Methods can be imported from 'mdatools/misc' module.

closestind(x, a) — finds index of a value from vector x which is the closest to value a.
integrate(f, a, b) — computes an integral of function f with limits aand b.
getoutliers(x) — returns values from x, lying beyond the 1.5IQR distance from the first and the third quartiles.
expandgrid(...args) — generates all possible combinations of values from two or more vectors provided as arguments to the function. Values must be unique.

Hypothesis testing

Methods can be imported from 'mdatools/tests' module.

Student's t-test for means

The tests compute the observed effect, standard error, t- and p-values as well as confidence interval and return everything as JSON. The two-sample t-test assumes that population variances are equal. Confidence intervals always computed around the observed effect and for both tails.

ttest(x, mu=0, alpha=0.05, tail='both') — one sample t-test
ttest2(x, y, alpha=0.05, tail='both') — two sample t-test

The x and y arguments must be instances of Vector class.

Decompositions

Functions can be imported from 'mdatools/decomp' module.

Methods for computing decomposition of matrices and related methods (e.g. inverse).

qr(X) — computes QR decomposition of X using Householder reflections.
lu(X) — computes LU decomposition of X using Givens rotations.
svd(X) — computes SVD decomposition of X using Golub-Reinsch bidiagonalization.
rsvd(X) — randomized version of SVD which is must faster than the original method.

Preprocessing

Functions can be imported from 'mdatools/prep'.

Methods for preprocessing of data values.
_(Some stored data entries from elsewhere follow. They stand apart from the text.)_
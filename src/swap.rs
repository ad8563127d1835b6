/*
    asdapar

    Copyright 2024 Daniel Balsom

    Permission is hereby granted, free of charge, to any person obtaining a
    copy of this software and associated documentation files (the “Software”),
    to deal in the Software without restriction, including without limitation
    the rights to use, copy, modify, merge, publish, distribute, sublicense,
    and/or sell copies of the Software, and to permit persons to whom the
    Software is furnished to do so, subject to the following conditions:

    The above copyright notice and this permission notice shall be included in
    all copies or substantial portions of the Software.

    THE SOFTWARE IS PROVIDED “AS IS”, WITHOUT WARRANTY OF ANY KIND, EXPRESS OR
    IMPLIED, INCLUDING BUT NOT LIMITED TO THE WARRANTIES OF MERCHANTABILITY,
    FITNESS FOR A PARTICULAR PURPOSE AND NONINFRINGEMENT. IN NO EVENT SHALL THE
    AUTHORS OR COPYRIGHT HOLDERS BE LIABLE FOR ANY CLAIM, DAMAGES OR OTHER
    LIABILITY, WHETHER IN AN ACTION OF CONTRACT, TORT OR OTHERWISE, ARISING
    FROM, OUT OF OR IN CONNECTION WITH THE SOFTWARE OR THE USE OR OTHER
    DEALINGS IN THE SOFTWARE.

    --------------------------------------------------------------------------

    src/swap.rs

    Word swap applied to the max, min and default values of section 0x0006.
*/

/// Exchange the high and low 16-bit halves of a 32-bit value. The transform is its own inverse.
#[inline]
pub fn swap_words(value: u32) -> u32 {
    value.rotate_left(16)
}

#[cfg(test)]
mod tests {
    use super::*;

    #[test]
    fn swaps_halves() {
        assert_eq!(swap_words(0x1234_5678), 0x5678_1234);
        assert_eq!(swap_words(0x0000_FFFF), 0xFFFF_0000);
        assert_eq!(swap_words(0), 0);
    }

    #[test]
    fn swap_is_an_involution() {
        let samples = [
            0u32,
            1,
            0xFFFF,
            0x1_0000,
            0x8000_0001,
            0xDEAD_BEEF,
            u32::MAX,
            u32::MAX - 1,
        ];
        for x in samples {
            assert_eq!(swap_words(swap_words(x)), x);
        }
        // A coarse sweep over the whole range.
        for x in (0..=u32::MAX).step_by(0x0001_0003) {
            assert_eq!(swap_words(swap_words(x)), x);
        }
    }
}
Every method takes a matrix as a main argument and returns a matrix as a result (plus potentially other outcomes).

scale(X, [center=true], [scale=false]) — center and scale each column of matrix X. If values for center and scale arguments are logical, the method will do standardization (using mean values for centring and standard deviation for scaling). Alternatively the values for these two arguments can be specified by user as a vector of values. Number of values must be equal to the number of columns in X.
unscale(X, centerValues, scaleValues) — does the inverse to scale() operation using vectors with values used to center and scale the data.

More methods are coming in future versions.

Modelling

Functions can be imported from 'mdatools/models'.
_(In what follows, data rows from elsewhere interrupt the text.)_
/*
    asdapar

    Copyright 2024 Daniel Balsom

    Permission is hereby granted, free of charge, to any person obtaining a
    copy of this software and associated documentation files (the “Software”),
    to deal in the Software without restriction, including without limitation
    the rights to use, copy, modify, merge, publish, distribute, sublicense,
    and/or sell copies of the Software, and to permit persons to whom the
    Software is furnished to do so, subject to the following conditions:

    The above copyright notice and this permission notice shall be included in
    all copies or substantial portions of the Software.

    THE SOFTWARE IS PROVIDED “AS IS”, WITHOUT WARRANTY OF ANY KIND, EXPRESS OR
    IMPLIED, INCLUDING BUT NOT LIMITED TO THE WARRANTIES OF MERCHANTABILITY,
    FITNESS FOR A PARTICULAR PURPOSE AND NONINFRINGEMENT. IN NO EVENT SHALL THE
    AUTHORS OR COPYRIGHT HOLDERS BE LIABLE FOR ANY CLAIM, DAMAGES OR OTHER
    LIABILITY, WHETHER IN AN ACTION OF CONTRACT, TORT OR OTHERWISE, ARISING
    FROM, OUT OF OR IN CONNECTION WITH THE SOFTWARE OR THE USE OR OTHER
    DEALINGS IN THE SOFTWARE.

    --------------------------------------------------------------------------

    src/cursor.rs

    Forward-only byte reader and writer used by every decode and encode pass.

    Fixed-size records (section headers, table rows, parameter rows) are
    described with binrw. A record is always sliced out of the input first,
    so running out of bytes is reported as a truncation at the record's
    offset rather than as a binrw error.
*/

use crate::{DecodeError, EncodeError};
use binrw::{
    meta::{ReadEndian, WriteEndian},
    BinRead,
    BinWrite,
};
use std::io::Cursor;

/// A fixed-size binrw record with a known on-disk size.
pub trait Record {
    const SIZE: usize;
}

/// A position-tracking view over an immutable byte buffer. The position only ever increases.
pub struct ByteCursor<'a> {
    buf: &'a [u8],
    pos: usize,
}

impl<'a> ByteCursor<'a> {
    pub fn new(buf: &'a [u8]) -> Self {
        ByteCursor { buf, pos: 0 }
    }

    #[inline]
    pub fn position(&self) -> usize {
        self.pos
    }

    #[inline]
    pub fn remaining(&self) -> usize {
        self.buf.len() - self.pos
    }

    #[inline]
    pub fn at_end(&self) -> bool {
        self.pos == self.buf.len()
    }

    /// Return the next `n` bytes and advance past them.
    pub fn read_bytes(&mut self, n: usize) -> Result<&'a [u8], DecodeError> {
        if self.remaining() < n {
            return Err(DecodeError::TruncatedInput {
                offset: self.pos,
                needed: n,
                remaining: self.remaining(),
            });
        }
        let bytes = &self.buf[self.pos..self.pos + n];
        self.pos += n;
        Ok(bytes)
    }

    pub fn read_array<const N: usize>(&mut self) -> Result<[u8; N], DecodeError> {
        let mut array = [0u8; N];
        array.copy_from_slice(self.read_bytes(N)?);
        Ok(array)
    }

    pub fn read_u16(&mut self) -> Result<u16, DecodeError> {
        Ok(u16::from_le_bytes(self.read_array()?))
    }

    pub fn read_u32(&mut self) -> Result<u32, DecodeError> {
        Ok(u32::from_le_bytes(self.read_array()?))
    }

    /// Read `expected.len()` bytes and fail at the first byte that differs.
    pub fn expect(&mut self, expected: &[u8]) -> Result<(), DecodeError> {
        let start = self.pos;
        let actual = self.read_bytes(expected.len())?;
        compare_bytes(start, expected, actual)
    }

    /// Read `n` bytes that must all be zero.
    pub fn expect_zeros(&mut self, n: usize) -> Result<(), DecodeError> {
        let start = self.pos;
        let actual = self.read_bytes(n)?;
        match actual.iter().position(|&b| b != 0) {
            Some(i) => Err(DecodeError::ConstantMismatch {
                offset: start + i,
                expected: 0,
                actual: actual[i],
            }),
            None => Ok(()),
        }
    }

    /// Read a little-endian binrw record.
    pub fn read_record<R>(&mut self) -> Result<R, DecodeError>
    where
        R: Record + BinRead + ReadEndian,
        for<'b> <R as BinRead>::Args<'b>: Default,
    {
        let offset = self.pos;
        let bytes = self.read_bytes(R::SIZE)?;
        R::read(&mut Cursor::new(bytes)).map_err(|source| DecodeError::Record { offset, source })
    }
}

/// Compare a decoded byte run against its expected value, reporting the first difference at its
/// absolute offset.
pub(crate) fn compare_bytes(start: usize, expected: &[u8], actual: &[u8]) -> Result<(), DecodeError> {
    match expected.iter().zip(actual).position(|(e, a)| e != a) {
        Some(i) => Err(DecodeError::ConstantMismatch {
            offset: start + i,
            expected: expected[i],
            actual: actual[i],
        }),
        None => Ok(()),
    }
}

/// Check that a run of reserved bytes is zero.
pub(crate) fn check_reserved(start: usize, reserved: &[u8]) -> Result<(), DecodeError> {
    match reserved.iter().position(|&b| b != 0) {
        Some(i) => Err(DecodeError::ReservedBytesNonZero {
            offset: start + i,
            actual: reserved[i],
        }),
        None => Ok(()),
    }
}

/// An append-only output buffer, the encoding counterpart of [`ByteCursor`].
#[derive(Default)]
pub struct ByteWriter {
    buf: Vec<u8>,
}

impl ByteWriter {
    pub fn new() -> Self {
        ByteWriter { buf: Vec::new() }
    }

    #[inline]
    pub fn position(&self) -> usize {
        self.buf.len()
    }

    pub fn as_slice(&self) -> &[u8] {
        &self.buf
    }

    pub fn into_inner(self) -> Vec<u8> {
        self.buf
    }

    pub fn write_bytes(&mut self, bytes: &[u8]) {
        self.buf.extend_from_slice(bytes);
    }

    pub fn write_zeros(&mut self, n: usize) {
        self.buf.resize(self.buf.len() + n, 0);
    }

    pub fn write_u16(&mut self, value: u16) {
        self.write_bytes(&value.to_le_bytes());
    }

    pub fn write_u32(&mut self, value: u32) {
        self.write_bytes(&value.to_le_bytes());
    }

    /// Write a little-endian binrw record.
    pub fn write_record<R>(&mut self, record: &R) -> Result<(), EncodeError>
    where
        R: Record + BinWrite + WriteEndian,
        for<'b> <R as BinWrite>::Args<'b>: Default,
    {
        // Serialize the record to a buffer first, so a failed write leaves no partial record.
        let mut record_buf = Cursor::new(Vec::with_capacity(R::SIZE));
        record.write(&mut record_buf)?;
        self.buf.extend_from_slice(record_buf.get_ref());
        Ok(())
    }
}

#[cfg(test)]
mod tests {
    use super::*;

    #[test]
    fn read_bytes_advances_position() {
        let data = [1u8, 2, 3, 4, 5];
        let mut cursor = ByteCursor::new(&data);
        assert_eq!(cursor.read_bytes(2).unwrap(), &[1, 2]);
        assert_eq!(cursor.position(), 2);
        assert_eq!(cursor.read_bytes(3).unwrap(), &[3, 4, 5]);
        assert!(cursor.at_end());
    }

    #[test]
    fn read_past_end_is_truncation() {
        let data = [1u8, 2, 3];
        let mut cursor = ByteCursor::new(&data);
        cursor.read_bytes(2).unwrap();
        match cursor.read_u32() {
            Err(DecodeError::TruncatedInput {
                offset,
                needed,
                remaining,
            }) => {
                assert_eq!(offset, 2);
                assert_eq!(needed, 4);
                assert_eq!(remaining, 1);
            }
            other => panic!("expected TruncatedInput, got {:?}", other),
        }
    }

    #[test]
    fn integers_are_little_endian() {
        let data = [0x34u8, 0x12, 0x78, 0x56, 0x34, 0x12];
        let mut cursor = ByteCursor::new(&data);
        assert_eq!(cursor.read_u16().unwrap(), 0x1234);
        assert_eq!(cursor.read_u32().unwrap(), 0x1234_5678);
    }

    #[test]
    fn expect_reports_first_differing_byte() {
        let data = [0xAAu8, 0xBB, 0xCC, 0xDD];
        let mut cursor = ByteCursor::new(&data);
        cursor.read_bytes(1).unwrap();
        match cursor.expect(&[0xBB, 0xCD, 0xDD]) {
            Err(DecodeError::ConstantMismatch {
                offset,
                expected,
                actual,
            }) => {
                assert_eq!(offset, 2);
                assert_eq!(expected, 0xCD);
                assert_eq!(actual, 0xCC);
            }
            other => panic!("expected ConstantMismatch, got {:?}", other),
        }
    }

    #[test]
    fn expect_zeros_accepts_zero_run() {
        let data = [0u8; 8];
        let mut cursor = ByteCursor::new(&data);
        cursor.expect_zeros(8).unwrap();
        assert!(cursor.at_end());
    }

    #[test]
    fn writer_appends_little_endian() {
        let mut out = ByteWriter::new();
        out.write_u16(0x0102);
        out.write_u32(0x0304_0506);
        out.write_zeros(2);
        assert_eq!(out.position(), 8);
        assert_eq!(out.into_inner(), vec![0x02, 0x01, 0x06, 0x05, 0x04, 0x03, 0, 0]);
    }
}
Methods for fitting various models. Every method returns a JSON with fitted model parameters, their inference (where it can be done). The prediction methods contain the predicted values as well as performance statistics (when it is possible to compute).

Simple and multiple linear regression

lmfit(X, y) — fits linear regression model (simple or multiple).
lmpredict(m, X) — computes predictions using model from lmfit() and vector or matrix with predictors.

Polynomial regression

polyfit(x, y, d) — polynomial regression model (univariate).
polypredict(m, x) — computes predictions using polynomial model from polyfit().

Principal component anaylsis

pcafit(X, ncomp) — fits PCA model with given number of components.
pcapredict(m, X) — projects data from X to the PCA model and computes main outcomes (scores, distances, variance, etc.).

DD-SIMCA classification

DD-SIMCA classification is done based on PCA model with additional parameters.

getsimcaparams(className, alpha, limType) — creates an object with SIMCA parameters, necessary for classification.
simcapredict(m, params, X, [cRef]) — classifies rows of data matrix X using PCA model m and DD-SIMCA parameters params. If factor with reference classes, cRef is provided, the method also computes classification statistics and adds it to he outcome.

Principal components regression

pcrfit(X, Y, ncomp) — fits PCR model with given number of components.
pcrpredict(m, X, [Y]) — projects data from X to the PCR model and computes main outcomes (predicted y-values for each component, scores, distances, variances and other performance statistics).

Partial least squares regression

plsfit(X, Y, ncomp) — fits PLS1 model with given number of components.
plspredict(m, X, [Y]) — projects data from X to the PLS model and computes main outcomes (predicted y-values for each component, scores, distances, variances and other performance statistics).